In individuals with knee osteoarthritis undergoing platelet-rich plasma injections, findings from 5 systematic reviews are reported (Trams, 2020; Johal, 2019; Xu, 2017; Laudy, 2015; Chang, 2014). The systematic reviews have varied in their outcomes of interest and their findings. Systematic reviews have generally found that platelet-rich plasma was more effective than placebo or hyaluronic acid in reducing pain and improving function. However, systematic review authors have noted that their findings should be interpreted with caution due to important limitations including significant residual statistical heterogeneity, questionable clinical significance, and high risk of bias in study conduct.

Trams et al published a systematic review that included 38 RCTs (N=2962) evaluating the effects of platelet-rich plasma on patients with knee osteoarthritis (Trams, 2020). The meta-analysis focused on the review of 33 blinded studies. Follow-up ranged from 6 months to 2 years. Comparators included hyaluronic acid in 23 studies, placebo (eg, saline, no injection, physical therapy) in 10 studies, corticosteroids in 4 studies, and acetaminophen in 2 studies. Twenty-two studies reported VAS pain outcomes for placebo (n=5), hyaluronic acid (n=15), and corticosteroids (n=2). Placebo and hyaluronic acid subgroups showed significant VAS differences in favor of platelet-rich plasma (p<0.00001). The corticosteroid subgroup was not significantly different from platelet-rich plasma (p=0.23). Six studies comparing single versus multiple injections of platelet-rich plasma showed a significant difference in favor of 3 platelet-rich plasma injections (p<0.00001). Functional outcomes were reported via the Western Ontario and McMaster Osteoarthritis Index (WOMAC) scale for placebo (n=9), corticosteroids (n=1), and hyaluronic acid (n=15). Both pooled and subgroup analyses favored platelet-rich plasma (p<0.00001). In 5 studies assessing multiple versus single platelet-rich plasma injections, significant differences in favor of multiple injections were found (p<0.00001). Functional outcomes assessed via International Knee Documentation Committee (IKDC) scores were reported in 2 placebo studies and 5 hyaluronic acid studies. While a significant difference was found for hyaluronic acid (p=0.004), no significant difference was found for placebo (p=0.24). Pooled estimates for 6 studies comparing platelet-rich plasma to corticosteroids, hyaluronic acid, or mesenchymal stem cells found no significant differences in Knee injury and Osteoarthritis Outcome Score (KOOS) sport, quality of life, activities of daily living, symptoms, or pain subscales. The pooled estimates for adverse events showed non-significant differences in favor of the control groups (p=0.15). Risk of bias was assessed using Cochrane criteria. One study was at high risk of bias for 3 domains, 2 studies were at high risk of bias for 2 domains, and 12 studies were at high risk of bias for 1 domain. The most impacted domains were performance bias and reporting bias.

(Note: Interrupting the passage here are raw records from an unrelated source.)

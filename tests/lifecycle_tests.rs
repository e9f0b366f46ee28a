use serde_json::{json, Map, Value};
use sheetpress::{Attributes, DocumentWrapper, Format, RenderContext, SheetError, TemplateLoader};

fn properties(value: Value) -> Map<String, Value> {
    value.as_object().cloned().unwrap_or_default()
}

fn render(wrapper: &mut DocumentWrapper, bag: Value) -> Result<Vec<u8>, SheetError> {
    wrapper.start(&properties(bag))?;
    if let Some(book) = wrapper.book_mut() {
        let sheet = book.add_sheet("Data");
        sheet.set_value(0, 0, "label");
        sheet.set_value(0, 1, 42.0);
    }
    let mut out = Vec::new();
    wrapper.end(&mut out)?;
    Ok(out)
}

#[test]
fn test_every_format_produces_its_container() {
    for format in Format::ALL {
        let mut wrapper = DocumentWrapper::new(
            RenderContext::new(),
            TemplateLoader::new(),
            Attributes::default(),
        );
        let out = render(&mut wrapper, json!({"format": format.extension()})).unwrap();
        assert!(!out.is_empty(), "{format} output is empty");

        match format {
            Format::Csv => assert_eq!(String::from_utf8(out).unwrap().trim(), "label,42"),
            Format::Ods | Format::Xlsx => assert_eq!(&out[..2], b"PK", "{format} is not a zip"),
            Format::Xls => assert_eq!(
                &out[..8],
                &[0xD0, 0xCF, 0x11, 0xE0, 0xA1, 0xB1, 0x1A, 0xE1],
                "xls is not a compound file"
            ),
            Format::Pdf => assert_eq!(&out[..5], b"%PDF-"),
        }
    }
}

#[test]
fn test_default_format_is_xlsx() {
    let mut wrapper = DocumentWrapper::new(
        RenderContext::new(),
        TemplateLoader::new(),
        Attributes::default(),
    );
    let out = render(&mut wrapper, json!({})).unwrap();

    use calamine::Reader;
    let mut workbook: calamine::Xlsx<_> =
        calamine::open_workbook_from_rs(std::io::Cursor::new(out)).unwrap();
    let range = workbook.worksheet_range("Data").unwrap();
    assert_eq!(range.get_value((0, 0)), Some(&calamine::Data::String("label".to_string())));
    assert_eq!(range.get_value((0, 1)), Some(&calamine::Data::Float(42.0)));
}

#[test]
fn test_request_format_applies_when_no_property_is_given() {
    let mut wrapper = DocumentWrapper::new(
        RenderContext::new().with_request_format("csv"),
        TemplateLoader::new(),
        Attributes::default(),
    );
    let out = render(&mut wrapper, json!({})).unwrap();
    assert_eq!(String::from_utf8(out).unwrap().trim(), "label,42");
}

#[test]
fn test_format_property_overrides_request_format() {
    let mut wrapper = DocumentWrapper::new(
        RenderContext::new().with_request_format("pdf"),
        TemplateLoader::new(),
        Attributes::default(),
    );
    let out = render(&mut wrapper, json!({"format": "csv"})).unwrap();
    assert_eq!(String::from_utf8(out).unwrap().trim(), "label,42");
}

#[test]
fn test_unknown_format_is_rejected() {
    let mut wrapper = DocumentWrapper::new(
        RenderContext::new(),
        TemplateLoader::new(),
        Attributes::default(),
    );
    let result = render(&mut wrapper, json!({"format": "docx"}));
    assert!(matches!(result, Err(SheetError::UnknownFormat(_))));
    // The failed render did not leak into the wrapper.
    assert!(wrapper.book().is_none());
}

#[test]
fn test_end_without_start_writes_nothing() {
    let mut wrapper = DocumentWrapper::new(
        RenderContext::new(),
        TemplateLoader::new(),
        Attributes::default(),
    );
    let mut out = Vec::new();
    wrapper.end(&mut out).unwrap();
    assert!(out.is_empty());
}

#[test]
fn test_disk_caching_spools_and_creates_directory() {
    let root = tempfile::tempdir().unwrap();
    let cache = root.path().join("render-cache");
    let mut wrapper = DocumentWrapper::new(
        RenderContext::new(),
        TemplateLoader::new(),
        Attributes {
            pre_calculate_formulas: true,
            disk_caching_directory: Some(cache.clone()),
        },
    );

    let out = render(&mut wrapper, json!({"format": "csv"})).unwrap();
    assert_eq!(String::from_utf8(out).unwrap().trim(), "label,42");
    assert!(cache.is_dir());
}

#[test]
fn test_properties_reach_the_written_document() {
    let mut wrapper = DocumentWrapper::new(
        RenderContext::new(),
        TemplateLoader::new(),
        Attributes::default(),
    );
    wrapper
        .start(&properties(json!({
            "creator": "integration-test",
            "title": "Totals",
            "security": {"lock_structure": true},
        })))
        .unwrap();
    wrapper.book_mut().unwrap().add_sheet("Data").set_value(0, 0, 1.0);

    let book = wrapper.book().unwrap();
    assert_eq!(book.metadata().creator.as_deref(), Some("integration-test"));
    assert_eq!(book.metadata().title.as_deref(), Some("Totals"));
    assert!(book.security().lock_structure);

    let mut out = Vec::new();
    wrapper.end(&mut out).unwrap();
    assert_eq!(&out[..2], b"PK");
}
use serde::{Deserialize, Serialize};

/// Default style applied at the document level.
///
/// Templates pass this as a plain JSON object, so every field is optional and
/// unknown keys are rejected to catch typos early.
#[derive(Debug, Clone, PartialEq, Default, Serialize, Deserialize)]
#[serde(deny_unknown_fields)]
pub struct Style {
    pub font_name: Option<String>,
    pub font_size: Option<f64>,
    #[serde(default)]
    pub bold: bool,
    #[serde(default)]
    pub italic: bool,
}

impl Style {
    pub fn is_default(&self) -> bool {
        *self == Style::default()
    }
}
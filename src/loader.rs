//! Template path namespaces.
//!
//! Template sources are addressed with namespaced paths like
//! `@reports/quarterly.xlsx`, where the `reports` namespace maps to one or
//! more registered directories. Resolution picks the first registered
//! directory that actually contains the file; anything that does not resolve
//! passes through unchanged so plain filesystem paths keep working.

use std::collections::HashMap;
use std::path::{Path, PathBuf};

/// Registry of namespace-to-directory mappings for template paths.
///
/// Namespaces are case-sensitive and directories are searched in
/// registration order.
#[derive(Debug, Default)]
pub struct TemplateLoader {
    namespaces: HashMap<String, Vec<PathBuf>>,
    order: Vec<String>,
}

impl TemplateLoader {
    pub fn new() -> Self {
        Self::default()
    }

    /// Registers a directory under a namespace (without the `@` prefix).
    pub fn add_path(&mut self, namespace: impl Into<String>, dir: impl Into<PathBuf>) {
        let namespace = namespace.into();
        if !self.namespaces.contains_key(&namespace) {
            self.order.push(namespace.clone());
        }
        self.namespaces.entry(namespace).or_default().push(dir.into());
    }

    /// Registered namespaces, in registration order.
    pub fn namespaces(&self) -> &[String] {
        &self.order
    }

    /// Directories registered under a namespace.
    pub fn paths(&self, namespace: &str) -> &[PathBuf] {
        self.namespaces
            .get(namespace)
            .map(Vec::as_slice)
            .unwrap_or(&[])
    }

    /// Expands a namespaced path to the first existing concrete path.
    ///
    /// Paths that do not start with `@`, reference an unregistered namespace,
    /// or match no existing file are returned unchanged.
    pub fn resolve(&self, path: &str) -> PathBuf {
        let Some(rest) = path.strip_prefix('@') else {
            return PathBuf::from(path);
        };

        for namespace in &self.order {
            let Some(relative) = rest
                .strip_prefix(namespace.as_str())
                .and_then(|r| r.strip_prefix('/'))
            else {
                continue;
            };

            for dir in self.paths(namespace) {
                let candidate = dir.join(relative);
                if candidate.exists() {
                    log::debug!("resolved {path} to {}", candidate.display());
                    return candidate;
                }
            }
        }

        log::debug!("{path} did not resolve to an existing file, passing through");
        PathBuf::from(path)
    }
}

impl<S: Into<String>, P: AsRef<Path>> FromIterator<(S, P)> for TemplateLoader {
    fn from_iter<I: IntoIterator<Item = (S, P)>>(iter: I) -> Self {
        let mut loader = TemplateLoader::new();
        for (namespace, dir) in iter {
            loader.add_path(namespace, dir.as_ref());
        }
        loader
    }
}

#[cfg(test)]
mod tests {
    use super::*;
    use std::fs;
    use tempfile::tempdir;

    #[test]
    fn test_non_namespaced_path_passes_through() {
        let loader = TemplateLoader::new();
        assert_eq!(
            loader.resolve("templates/report.xlsx"),
            PathBuf::from("templates/report.xlsx")
        );
    }

    #[test]
    fn test_namespaced_path_resolves_to_first_existing() {
        let first = tempdir().unwrap();
        let second = tempdir().unwrap();
        fs::write(second.path().join("report.xlsx"), b"fixture").unwrap();

        let mut loader = TemplateLoader::new();
        loader.add_path("reports", first.path());
        loader.add_path("reports", second.path());

        // Only the second directory has the file.
        assert_eq!(
            loader.resolve("@reports/report.xlsx"),
            second.path().join("report.xlsx")
        );

        // Once the first directory has it too, registration order wins.
        fs::write(first.path().join("report.xlsx"), b"fixture").unwrap();
        assert_eq!(
            loader.resolve("@reports/report.xlsx"),
            first.path().join("report.xlsx")
        );
    }

    #[test]
    fn test_unregistered_namespace_passes_through() {
        let mut loader = TemplateLoader::new();
        loader.add_path("reports", "/tmp");

        assert_eq!(
            loader.resolve("@invoices/a.xlsx"),
            PathBuf::from("@invoices/a.xlsx")
        );
    }

    #[test]
    fn test_missing_file_passes_through() {
        let dir = tempdir().unwrap();
        let mut loader = TemplateLoader::new();
        loader.add_path("reports", dir.path());

        assert_eq!(
            loader.resolve("@reports/missing.xlsx"),
            PathBuf::from("@reports/missing.xlsx")
        );
    }

    #[test]
    fn test_namespaces_are_case_sensitive() {
        let dir = tempdir().unwrap();
        fs::write(dir.path().join("a.xlsx"), b"fixture").unwrap();

        let mut loader = TemplateLoader::new();
        loader.add_path("Reports", dir.path());

        assert_eq!(
            loader.resolve("@reports/a.xlsx"),
            PathBuf::from("@reports/a.xlsx")
        );
        assert_eq!(loader.resolve("@Reports/a.xlsx"), dir.path().join("a.xlsx"));
    }

    #[test]
    fn test_nested_relative_paths_resolve() {
        let dir = tempdir().unwrap();
        fs::create_dir(dir.path().join("sub")).unwrap();
        fs::write(dir.path().join("sub/a.xlsx"), b"fixture").unwrap();

        let loader: TemplateLoader = [("t", dir.path())].into_iter().collect();
        assert_eq!(
            loader.resolve("@t/sub/a.xlsx"),
            dir.path().join("sub/a.xlsx")
        );
    }
}
//! Error types for writer selection and serialization.

use thiserror::Error;

/// An output format string that no writer recognizes.
#[derive(Error, Debug, Clone, PartialEq, Eq)]
#[error("unknown format \"{0}\"")]
pub struct UnknownFormatError(pub String);

/// Errors surfaced while selecting a writer or serializing a workbook.
#[derive(Error, Debug)]
pub enum WriteError {
    #[error(transparent)]
    UnknownFormat(#[from] UnknownFormatError),

    /// PDF output was requested but the `pdf` feature was compiled out.
    #[error("PDF renderer unavailable: rebuild with the `pdf` feature enabled")]
    PdfRendererMissing,

    #[error("disk cache error: {0}")]
    Cache(String),

    #[error("XLSX serialization error: {0}")]
    Xlsx(String),

    #[error("ODS package error: {0}")]
    Ods(String),

    #[error("XLS container error: {0}")]
    Xls(String),

    #[error("PDF serialization error: {0}")]
    Pdf(String),

    #[error("CSV serialization error: {0}")]
    Csv(#[from] csv::Error),

    #[error("I/O error: {0}")]
    Io(#[from] std::io::Error),
}

impl From<rust_xlsxwriter::XlsxError> for WriteError {
    fn from(e: rust_xlsxwriter::XlsxError) -> Self {
        WriteError::Xlsx(e.to_string())
    }
}

impl From<zip::result::ZipError> for WriteError {
    fn from(e: zip::result::ZipError) -> Self {
        WriteError::Ods(e.to_string())
    }
}

#[cfg(feature = "pdf")]
impl From<lopdf::Error> for WriteError {
    fn from(e: lopdf::Error) -> Self {
        WriteError::Pdf(e.to_string())
    }
}
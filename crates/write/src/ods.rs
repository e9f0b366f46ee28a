//! ODS output: an ODF package assembled with the `zip` crate.
//!
//! The package layout follows ODF 1.3: a `mimetype` entry stored first and
//! uncompressed, a manifest, and content/styles/meta parts.

use crate::{BookWriter, Format, WriteError, WriterOptions};
use sheetpress_model::{Book, CellValue, Metadata, Sheet};
use std::io::{Cursor, Write};
use zip::write::SimpleFileOptions;
use zip::{CompressionMethod, ZipWriter};

const MIMETYPE: &str = "application/vnd.oasis.opendocument.spreadsheet";
const GENERATOR: &str = concat!("sheetpress/", env!("CARGO_PKG_VERSION"));

pub struct OdsWriter;

impl BookWriter for OdsWriter {
    fn format(&self) -> Format {
        Format::Ods
    }

    fn write(
        &self,
        book: &Book,
        options: &WriterOptions,
        out: &mut dyn Write,
    ) -> Result<(), WriteError> {
        // ZipWriter needs Seek, so the package is assembled in memory.
        let mut zip = ZipWriter::new(Cursor::new(Vec::new()));

        let stored = SimpleFileOptions::default().compression_method(CompressionMethod::Stored);
        let deflated =
            SimpleFileOptions::default().compression_method(CompressionMethod::Deflated);

        zip.start_file("mimetype", stored)?;
        zip.write_all(MIMETYPE.as_bytes())?;

        zip.start_file("META-INF/manifest.xml", deflated)?;
        zip.write_all(manifest_xml().as_bytes())?;

        zip.start_file("content.xml", deflated)?;
        zip.write_all(content_xml(book, options.pre_calculate_formulas).as_bytes())?;

        zip.start_file("styles.xml", deflated)?;
        zip.write_all(styles_xml().as_bytes())?;

        zip.start_file("meta.xml", deflated)?;
        zip.write_all(meta_xml(book.metadata()).as_bytes())?;

        let cursor = zip.finish()?;
        out.write_all(&cursor.into_inner())?;
        Ok(())
    }
}

fn manifest_xml() -> String {
    let mut xml = String::from(
        r#"<?xml version="1.0" encoding="UTF-8"?>
<manifest:manifest xmlns:manifest="urn:oasis:names:tc:opendocument:xmlns:manifest:1.0" manifest:version="1.3">
"#,
    );
    for (path, media_type) in [
        ("/", MIMETYPE),
        ("content.xml", "text/xml"),
        ("styles.xml", "text/xml"),
        ("meta.xml", "text/xml"),
    ] {
        xml.push_str(&format!(
            "  <manifest:file-entry manifest:full-path=\"{path}\" manifest:media-type=\"{media_type}\"/>\n"
        ));
    }
    xml.push_str("</manifest:manifest>\n");
    xml
}

fn content_xml(book: &Book, pre_calculated: bool) -> String {
    let mut xml = String::from(
        r#"<?xml version="1.0" encoding="UTF-8"?><office:document-content xmlns:office="urn:oasis:names:tc:opendocument:xmlns:office:1.0" xmlns:table="urn:oasis:names:tc:opendocument:xmlns:table:1.0" xmlns:text="urn:oasis:names:tc:opendocument:xmlns:text:1.0" xmlns:of="urn:oasis:names:tc:opendocument:xmlns:of:1.2" office:version="1.3"><office:font-face-decls/><office:automatic-styles/><office:body><office:spreadsheet>"#,
    );
    for sheet in book.sheets() {
        push_table(&mut xml, sheet, pre_calculated);
    }
    xml.push_str("</office:spreadsheet></office:body></office:document-content>");
    xml
}

fn push_table(xml: &mut String, sheet: &Sheet, pre_calculated: bool) {
    let (rows, cols) = sheet.dimensions();
    xml.push_str(&format!(
        r#"<table:table table:name="{}">"#,
        escape_xml(sheet.name())
    ));
    if cols > 0 {
        xml.push_str(&format!(
            r#"<table:table-column table:number-columns-repeated="{cols}"/>"#
        ));
    }

    for row in 0..rows {
        xml.push_str("<table:table-row>");
        for col in 0..cols {
            match sheet.value(row, col) {
                Some(value) if !value.is_empty() => push_cell(xml, value, pre_calculated),
                _ => xml.push_str("<table:table-cell/>"),
            }
        }
        xml.push_str("</table:table-row>");
    }
    xml.push_str("</table:table>");
}

fn push_cell(xml: &mut String, value: &CellValue, pre_calculated: bool) {
    match value {
        CellValue::Empty => xml.push_str("<table:table-cell/>"),
        CellValue::Text(s) => xml.push_str(&format!(
            r#"<table:table-cell office:value-type="string"><text:p>{}</text:p></table:table-cell>"#,
            escape_xml(s)
        )),
        CellValue::Number(n) => xml.push_str(&format!(
            r#"<table:table-cell office:value-type="float" office:value="{n}"><text:p>{}</text:p></table:table-cell>"#,
            escape_xml(&value.display(pre_calculated))
        )),
        CellValue::Bool(b) => xml.push_str(&format!(
            r#"<table:table-cell office:value-type="boolean" office:boolean-value="{b}"><text:p>{}</text:p></table:table-cell>"#,
            escape_xml(&value.display(pre_calculated))
        )),
        CellValue::Formula { expr, cached } => {
            let formula = escape_xml(&format!("of:{expr}"));
            match cached {
                Some(v) if pre_calculated => xml.push_str(&format!(
                    r#"<table:table-cell table:formula="{formula}" office:value-type="float" office:value="{v}"><text:p>{}</text:p></table:table-cell>"#,
                    escape_xml(&value.display(true))
                )),
                _ => xml.push_str(&format!(
                    r#"<table:table-cell table:formula="{formula}"><text:p>{}</text:p></table:table-cell>"#,
                    escape_xml(expr)
                )),
            }
        }
    }
}

fn styles_xml() -> String {
    r#"<?xml version="1.0" encoding="UTF-8"?><office:document-styles xmlns:office="urn:oasis:names:tc:opendocument:xmlns:office:1.0" office:version="1.3"><office:styles/><office:automatic-styles/><office:master-styles/></office:document-styles>"#
        .to_string()
}

fn meta_xml(metadata: &Metadata) -> String {
    let mut xml = format!(
        r#"<?xml version="1.0" encoding="UTF-8"?><office:document-meta xmlns:office="urn:oasis:names:tc:opendocument:xmlns:office:1.0" xmlns:xlink="http://www.w3.org/1999/xlink" xmlns:dc="http://purl.org/dc/elements/1.1/" xmlns:meta="urn:oasis:names:tc:opendocument:xmlns:meta:1.0" office:version="1.3"><office:meta><meta:generator>{GENERATOR}</meta:generator><meta:creation-date>{}</meta:creation-date><dc:date>{}</dc:date>"#,
        metadata.created.to_rfc3339(),
        metadata.modified.to_rfc3339(),
    );

    if let Some(title) = &metadata.title {
        xml.push_str(&format!("<dc:title>{}</dc:title>", escape_xml(title)));
    }
    if let Some(description) = &metadata.description {
        xml.push_str(&format!(
            "<dc:description>{}</dc:description>",
            escape_xml(description)
        ));
    }
    if let Some(subject) = &metadata.subject {
        xml.push_str(&format!("<dc:subject>{}</dc:subject>", escape_xml(subject)));
    }
    if let Some(creator) = &metadata.creator {
        xml.push_str(&format!("<dc:creator>{}</dc:creator>", escape_xml(creator)));
    }
    if let Some(keywords) = &metadata.keywords {
        xml.push_str(&format!(
            "<meta:keyword>{}</meta:keyword>",
            escape_xml(keywords)
        ));
    }

    xml.push_str("</office:meta></office:document-meta>");
    xml
}

fn escape_xml(text: &str) -> String {
    text.replace('&', "&amp;")
        .replace('<', "&lt;")
        .replace('>', "&gt;")
        .replace('"', "&quot;")
        .replace('\'', "&apos;")
}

In individuals with knee osteoarthritis undergoing platelet-rich plasma injections, 2 RCTs with follow-up durations of at least 12 months have been published subsequent to the above-described systematic reviews (Reyes-Sosa, 2020; Elksnins-Finogejevs, 2020). All trials were conducted outside of the United States. Sample sizes ranged from 40 to 60 patients. Comparator treatments included corticosteroids or celecoxib. Both RCTs found statistically significantly greater 1-year reductions in pain and function scores with platelet-rich plasma versus the comparator treatments. However, these findings should be interpreted with caution due to important study conduct limitations, including potential inadequate control for selection bias and limited or unclear blinding. No significant differences in pain or function scores were observed within the first month of treatment in either study

A systematic review and meta-analysis by Trams et al identified 16 RCTs (total N=740 patients) (Trams, 2020). Five studies showed no significant overall difference with respect to pain (p=0.43). In 4 studies reporting IKDC scores, no significant differences were noted (p=0.83). In 4 studies, no significant differences in functional outcomes as measured by the Lysholm score were reported (p=0.19). Pooled estimates for Tegner scale activity assessments in 5 studies showed no significant differences (p=0.38) in favor of the control. Twelve studies were deemed to be at high risk of bias in at least 1 domain.

Trams et al published a systematic review and meta-analysis that included 6 RCTs (N=621) evaluating the effects of intraoperative platelet-rich plasma as an adjunct to total knee arthroplasty (Trams, 2020). Two studies were deemed at high risk of bias. The primary aim of the studies was to assess blood loss during the procedure. While there were significant differences in favor of platelet-rich plasma in the overall effect on blood parameters in comparison to the control groups (standard mean difference, -0.29; 95% CI, -0.46 to -0.11), no significant differences in range of motion, functional outcomes, or long-term pain were observed.

2023 Update

Annual policy review completed with a literature search using the MEDLINE database through January 2023. No new literature was identified that would prompt a change in the coverage statement. The key identified literature is summarized below.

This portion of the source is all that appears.